- [The problem]
Examine the records below and count how many lines contain the string "GenerationConfig". Give only the number.

Source data:
================

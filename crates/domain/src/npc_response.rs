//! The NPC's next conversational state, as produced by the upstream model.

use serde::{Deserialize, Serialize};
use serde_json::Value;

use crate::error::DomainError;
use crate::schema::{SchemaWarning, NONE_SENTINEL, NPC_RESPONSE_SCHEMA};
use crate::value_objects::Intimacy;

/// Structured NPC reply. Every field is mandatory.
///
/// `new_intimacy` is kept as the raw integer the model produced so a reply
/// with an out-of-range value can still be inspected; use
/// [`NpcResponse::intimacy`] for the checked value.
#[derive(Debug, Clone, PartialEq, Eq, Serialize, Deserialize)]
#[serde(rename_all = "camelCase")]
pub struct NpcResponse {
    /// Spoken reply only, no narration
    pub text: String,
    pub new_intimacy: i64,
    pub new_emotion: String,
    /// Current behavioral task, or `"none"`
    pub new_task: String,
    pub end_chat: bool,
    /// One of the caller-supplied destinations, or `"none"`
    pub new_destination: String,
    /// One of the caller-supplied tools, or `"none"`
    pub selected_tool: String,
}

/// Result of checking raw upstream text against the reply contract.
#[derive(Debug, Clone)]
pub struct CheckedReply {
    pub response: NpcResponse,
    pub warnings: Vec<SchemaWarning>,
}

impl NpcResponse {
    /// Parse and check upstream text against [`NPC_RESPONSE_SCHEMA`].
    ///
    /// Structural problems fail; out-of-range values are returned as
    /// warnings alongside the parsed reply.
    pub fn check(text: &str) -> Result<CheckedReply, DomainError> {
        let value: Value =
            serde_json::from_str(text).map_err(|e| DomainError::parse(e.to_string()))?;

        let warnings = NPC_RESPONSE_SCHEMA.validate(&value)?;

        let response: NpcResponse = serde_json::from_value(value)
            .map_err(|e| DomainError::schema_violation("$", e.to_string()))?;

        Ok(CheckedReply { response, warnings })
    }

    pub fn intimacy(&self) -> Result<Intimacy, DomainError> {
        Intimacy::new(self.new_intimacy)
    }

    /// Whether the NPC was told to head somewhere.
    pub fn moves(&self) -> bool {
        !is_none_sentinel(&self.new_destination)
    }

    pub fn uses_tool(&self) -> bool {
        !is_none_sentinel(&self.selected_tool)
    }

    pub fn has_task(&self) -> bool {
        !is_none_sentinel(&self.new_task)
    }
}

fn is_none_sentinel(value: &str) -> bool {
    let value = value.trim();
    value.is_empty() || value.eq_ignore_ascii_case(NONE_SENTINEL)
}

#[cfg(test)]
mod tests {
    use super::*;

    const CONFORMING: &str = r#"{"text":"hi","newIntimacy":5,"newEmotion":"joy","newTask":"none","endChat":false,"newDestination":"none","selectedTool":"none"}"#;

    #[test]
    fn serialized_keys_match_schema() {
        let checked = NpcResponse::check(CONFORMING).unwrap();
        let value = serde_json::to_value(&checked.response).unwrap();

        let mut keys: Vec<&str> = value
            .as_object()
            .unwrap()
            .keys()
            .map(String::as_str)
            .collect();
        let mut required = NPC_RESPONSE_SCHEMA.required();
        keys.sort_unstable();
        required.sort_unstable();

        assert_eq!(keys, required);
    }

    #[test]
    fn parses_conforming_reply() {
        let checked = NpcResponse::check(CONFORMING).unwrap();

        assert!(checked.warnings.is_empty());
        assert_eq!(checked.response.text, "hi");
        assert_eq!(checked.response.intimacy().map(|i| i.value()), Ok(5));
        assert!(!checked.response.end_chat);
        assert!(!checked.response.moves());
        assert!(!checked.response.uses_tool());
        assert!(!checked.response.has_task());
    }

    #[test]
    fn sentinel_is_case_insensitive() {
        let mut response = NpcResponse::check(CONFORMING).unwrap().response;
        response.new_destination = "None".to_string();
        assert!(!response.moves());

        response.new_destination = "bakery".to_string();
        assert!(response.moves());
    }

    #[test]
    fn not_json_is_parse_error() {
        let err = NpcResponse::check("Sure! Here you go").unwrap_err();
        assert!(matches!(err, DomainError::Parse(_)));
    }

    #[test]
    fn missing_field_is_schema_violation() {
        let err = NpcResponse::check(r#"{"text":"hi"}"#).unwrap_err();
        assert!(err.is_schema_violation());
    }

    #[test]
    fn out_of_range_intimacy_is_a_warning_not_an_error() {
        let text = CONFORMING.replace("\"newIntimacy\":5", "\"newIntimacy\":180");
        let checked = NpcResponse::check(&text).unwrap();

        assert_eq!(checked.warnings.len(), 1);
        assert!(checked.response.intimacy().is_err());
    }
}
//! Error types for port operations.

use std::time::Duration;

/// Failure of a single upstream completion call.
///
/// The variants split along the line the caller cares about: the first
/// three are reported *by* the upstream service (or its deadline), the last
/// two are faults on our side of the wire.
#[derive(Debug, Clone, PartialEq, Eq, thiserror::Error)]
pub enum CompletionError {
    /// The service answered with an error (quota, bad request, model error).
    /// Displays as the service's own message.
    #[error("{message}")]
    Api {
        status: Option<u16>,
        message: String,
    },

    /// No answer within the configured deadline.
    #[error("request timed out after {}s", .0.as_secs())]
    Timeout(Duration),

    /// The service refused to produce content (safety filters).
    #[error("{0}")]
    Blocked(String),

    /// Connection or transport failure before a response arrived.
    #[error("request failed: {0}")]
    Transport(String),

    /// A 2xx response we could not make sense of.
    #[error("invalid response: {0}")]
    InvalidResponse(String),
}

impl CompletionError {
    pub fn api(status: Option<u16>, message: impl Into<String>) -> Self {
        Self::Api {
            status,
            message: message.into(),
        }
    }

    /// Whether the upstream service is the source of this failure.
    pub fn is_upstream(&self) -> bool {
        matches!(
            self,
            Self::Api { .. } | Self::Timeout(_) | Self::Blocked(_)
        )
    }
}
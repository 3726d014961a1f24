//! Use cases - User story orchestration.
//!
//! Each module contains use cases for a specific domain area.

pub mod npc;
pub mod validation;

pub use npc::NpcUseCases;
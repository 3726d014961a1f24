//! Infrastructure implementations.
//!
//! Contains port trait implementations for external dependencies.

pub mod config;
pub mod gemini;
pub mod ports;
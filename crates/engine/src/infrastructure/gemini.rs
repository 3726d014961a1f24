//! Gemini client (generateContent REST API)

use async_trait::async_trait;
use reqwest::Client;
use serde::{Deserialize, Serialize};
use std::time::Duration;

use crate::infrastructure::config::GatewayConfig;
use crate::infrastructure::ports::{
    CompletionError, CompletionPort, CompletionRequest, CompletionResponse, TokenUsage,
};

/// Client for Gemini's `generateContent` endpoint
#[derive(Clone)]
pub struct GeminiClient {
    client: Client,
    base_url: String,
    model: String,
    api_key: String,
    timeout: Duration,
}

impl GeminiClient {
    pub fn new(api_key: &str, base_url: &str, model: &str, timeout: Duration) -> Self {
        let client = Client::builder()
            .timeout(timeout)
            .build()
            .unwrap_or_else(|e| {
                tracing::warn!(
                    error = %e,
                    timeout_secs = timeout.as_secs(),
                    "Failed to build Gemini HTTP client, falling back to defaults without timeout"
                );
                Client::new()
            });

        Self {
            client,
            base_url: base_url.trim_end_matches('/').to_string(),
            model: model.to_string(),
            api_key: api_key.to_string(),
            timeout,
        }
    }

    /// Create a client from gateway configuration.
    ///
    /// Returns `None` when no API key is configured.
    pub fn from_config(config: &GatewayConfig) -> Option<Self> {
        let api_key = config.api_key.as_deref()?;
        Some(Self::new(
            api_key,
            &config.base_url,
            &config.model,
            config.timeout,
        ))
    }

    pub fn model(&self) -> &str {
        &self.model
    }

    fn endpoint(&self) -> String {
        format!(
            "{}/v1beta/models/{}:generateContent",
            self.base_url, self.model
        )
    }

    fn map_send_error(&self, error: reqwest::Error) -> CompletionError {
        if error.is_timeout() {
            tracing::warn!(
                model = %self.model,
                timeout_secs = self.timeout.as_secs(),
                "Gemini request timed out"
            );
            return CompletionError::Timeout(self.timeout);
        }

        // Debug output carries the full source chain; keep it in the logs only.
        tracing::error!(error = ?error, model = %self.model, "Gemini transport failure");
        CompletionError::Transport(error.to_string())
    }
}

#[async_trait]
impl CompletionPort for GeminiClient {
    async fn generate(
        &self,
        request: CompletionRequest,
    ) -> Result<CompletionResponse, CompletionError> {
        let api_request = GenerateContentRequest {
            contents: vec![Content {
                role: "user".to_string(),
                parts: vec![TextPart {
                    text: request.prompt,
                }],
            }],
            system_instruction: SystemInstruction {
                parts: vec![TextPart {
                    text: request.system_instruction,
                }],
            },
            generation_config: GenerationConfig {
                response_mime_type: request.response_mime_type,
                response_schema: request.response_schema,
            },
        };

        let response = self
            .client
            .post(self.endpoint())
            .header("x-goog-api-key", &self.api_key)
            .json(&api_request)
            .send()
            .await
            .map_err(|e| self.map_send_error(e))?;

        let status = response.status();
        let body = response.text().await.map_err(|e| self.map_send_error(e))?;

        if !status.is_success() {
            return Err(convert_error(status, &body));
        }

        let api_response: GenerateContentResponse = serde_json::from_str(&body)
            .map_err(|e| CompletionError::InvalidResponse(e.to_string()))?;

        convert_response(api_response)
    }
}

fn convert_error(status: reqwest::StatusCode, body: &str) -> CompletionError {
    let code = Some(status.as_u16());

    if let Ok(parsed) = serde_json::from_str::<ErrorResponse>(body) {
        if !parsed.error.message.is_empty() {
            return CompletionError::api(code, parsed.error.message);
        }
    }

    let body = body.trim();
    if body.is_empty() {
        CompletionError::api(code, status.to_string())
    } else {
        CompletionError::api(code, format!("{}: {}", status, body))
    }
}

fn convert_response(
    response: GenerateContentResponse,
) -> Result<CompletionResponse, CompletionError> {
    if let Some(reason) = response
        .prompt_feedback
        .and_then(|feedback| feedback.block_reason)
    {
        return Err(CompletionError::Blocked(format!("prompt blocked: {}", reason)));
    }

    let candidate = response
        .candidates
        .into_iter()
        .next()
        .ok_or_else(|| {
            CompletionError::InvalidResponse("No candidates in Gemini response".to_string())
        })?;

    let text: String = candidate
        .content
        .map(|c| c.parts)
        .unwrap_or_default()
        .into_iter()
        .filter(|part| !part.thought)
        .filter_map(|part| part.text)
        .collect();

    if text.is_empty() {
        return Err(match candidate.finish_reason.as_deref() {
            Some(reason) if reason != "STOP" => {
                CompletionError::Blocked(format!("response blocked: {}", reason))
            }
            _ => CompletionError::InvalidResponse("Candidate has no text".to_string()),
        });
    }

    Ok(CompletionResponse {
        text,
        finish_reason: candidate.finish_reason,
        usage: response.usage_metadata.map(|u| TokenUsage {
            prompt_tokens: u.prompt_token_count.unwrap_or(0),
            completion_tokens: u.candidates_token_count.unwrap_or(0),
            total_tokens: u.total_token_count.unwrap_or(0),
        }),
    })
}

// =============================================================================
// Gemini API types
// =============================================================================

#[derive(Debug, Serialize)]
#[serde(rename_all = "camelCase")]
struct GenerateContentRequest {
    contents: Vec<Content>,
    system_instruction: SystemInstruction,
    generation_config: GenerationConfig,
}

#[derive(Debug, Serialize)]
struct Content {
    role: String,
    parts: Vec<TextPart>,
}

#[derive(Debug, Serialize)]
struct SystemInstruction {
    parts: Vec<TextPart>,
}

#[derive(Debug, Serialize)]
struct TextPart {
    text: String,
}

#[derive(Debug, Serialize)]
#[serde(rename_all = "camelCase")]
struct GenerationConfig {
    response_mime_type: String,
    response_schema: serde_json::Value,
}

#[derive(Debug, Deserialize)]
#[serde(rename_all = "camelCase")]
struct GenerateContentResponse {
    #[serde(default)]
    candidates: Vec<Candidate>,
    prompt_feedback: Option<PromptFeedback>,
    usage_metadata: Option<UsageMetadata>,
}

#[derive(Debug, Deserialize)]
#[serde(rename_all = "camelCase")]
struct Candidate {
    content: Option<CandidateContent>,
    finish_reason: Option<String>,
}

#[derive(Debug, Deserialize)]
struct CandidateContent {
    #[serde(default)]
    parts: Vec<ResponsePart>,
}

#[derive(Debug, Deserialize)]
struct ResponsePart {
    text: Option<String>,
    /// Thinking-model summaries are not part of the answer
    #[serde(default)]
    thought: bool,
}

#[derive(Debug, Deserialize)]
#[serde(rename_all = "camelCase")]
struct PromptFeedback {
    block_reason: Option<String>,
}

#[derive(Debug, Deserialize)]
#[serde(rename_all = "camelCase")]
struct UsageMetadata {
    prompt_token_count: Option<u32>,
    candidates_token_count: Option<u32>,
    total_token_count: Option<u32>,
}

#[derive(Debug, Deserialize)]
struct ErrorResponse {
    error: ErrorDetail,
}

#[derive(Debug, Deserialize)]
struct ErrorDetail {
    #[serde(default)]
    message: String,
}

================

- [Exercise response]
3